La seconda idea di società che emerge dalla polemica genovese è quella della sinistra, che della questione della natalità e dell’autunno demografico non vuol sentir parlare e reagisce con fastidio al discorso del sindaco di Genova, perché offende chi non vuole o non può fare figli. Forse deriva dalla convinzione che a controbilanciare il calo della popolazione contribuiranno i migranti. Come dimostrano le previsioni Istat, ma anche il libro di Volpi, è una convinzione sbagliata. O forse più semplicemente le forze politiche di sinistra e gli intellettuali che la sostengono pensano che la maternità non sia argomento da mettere al centro del dibattito politico e nemmeno da sostenere con politiche adeguate. Infatti, che c’è di male nel dire che se non vogliamo estinguerci, e dunque che se non vogliamo che la nostra società e la nostra cultura spariscano, dobbiamo avere degli eredi?
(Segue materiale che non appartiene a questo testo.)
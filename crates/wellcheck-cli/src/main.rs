//! wellcheck CLI — the user-facing command-line interface.

use std::path::PathBuf;
use std::process;

use clap::{Parser, Subcommand};

mod commands;

#[derive(Parser)]
#[command(name = "wellcheck", version, about = "Self-assessment and knowledge-quiz engine")]
struct Cli {
    #[command(subcommand)]
    command: Commands,
}

#[derive(Subcommand)]
enum Commands {
    /// Run one assessment or quiz from start to finish
    Run {
        /// Path to the catalog .toml file
        #[arg(long)]
        catalog: PathBuf,

        /// Category id (see `wellcheck list`)
        #[arg(long)]
        category: String,

        /// Entry id within the category
        #[arg(long)]
        entry: String,

        /// Scripted answers as comma-separated 1-based option numbers
        /// (e.g. "2,3,2,4,3"); prompts interactively when omitted
        #[arg(long)]
        answers: Option<String>,

        /// Directory holding the progress files
        #[arg(long, default_value = "./wellcheck-data")]
        data_dir: PathBuf,
    },

    /// Validate catalog TOML files
    Validate {
        /// Path to a catalog file or directory
        #[arg(long)]
        catalog: PathBuf,
    },

    /// List the categories and entries of a catalog
    List {
        /// Path to the catalog .toml file
        #[arg(long)]
        catalog: PathBuf,
    },

    /// Show completions and unlocked badges
    Progress {
        /// Path to the catalog .toml file
        #[arg(long)]
        catalog: PathBuf,

        /// Directory holding the progress files
        #[arg(long, default_value = "./wellcheck-data")]
        data_dir: PathBuf,
    },

    /// Create starter catalog files
    Init,
}

fn main() {
    tracing_subscriber::fmt()
        .with_env_filter(
            tracing_subscriber::EnvFilter::from_default_env()
                .add_directive("wellcheck=info".parse().unwrap()),
        )
        .init();

    let cli = Cli::parse();

    let result = match cli.command {
        Commands::Run {
            catalog,
            category,
            entry,
            answers,
            data_dir,
        } => commands::run::execute(catalog, category, entry, answers, data_dir),
        Commands::Validate { catalog } => commands::validate::execute(catalog),
        Commands::List { catalog } => commands::list::execute(catalog),
        Commands::Progress { catalog, data_dir } => commands::progress::execute(catalog, data_dir),
        Commands::Init => commands::init::execute(),
    };

    if let Err(e) = result {
        eprintln!("Error: {e:#}");
        process::exit(1);
    }
}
Perché si deve rimuovere il problema, che esiste e, ribadisco, è drammatico, in nome di un presunto rispetto di una minoranza che non può o non vuole fare figli? Bucci ha ragione: bisogna creare le condizioni economiche e il welfare per aiutare le famiglie. Ma occorre soprattutto educare i giovani all’idea che fare figli è una gioia e non un fastidio. Perché dietro al calo delle nascite si nasconde anche un problema culturale, un individualismo che spinge a non immaginare un futuro per sé e per le persone a cui si vuole bene. Non fare figli, per volontà non per necessità, a volte è una scelta egoista, di chi pensa che crescere un bambino sottragga tempo alla propria carriera, alla propria libertà e al proprio divertimento. Naturalmente, ogni aspirazione è legittima, anche quella di non avere legami e di vivere senza alcuna responsabilità nei confronti di altri. Ma non è legittimo impedire ad altri di discutere di denatalità e di modi per aiutare le donne ad avere figli. Oppure l’unica «conquista» della società moderna di cui secondo la sinistra si può parlare senza essere censurati sono i bambini nati dall’utero in affitto?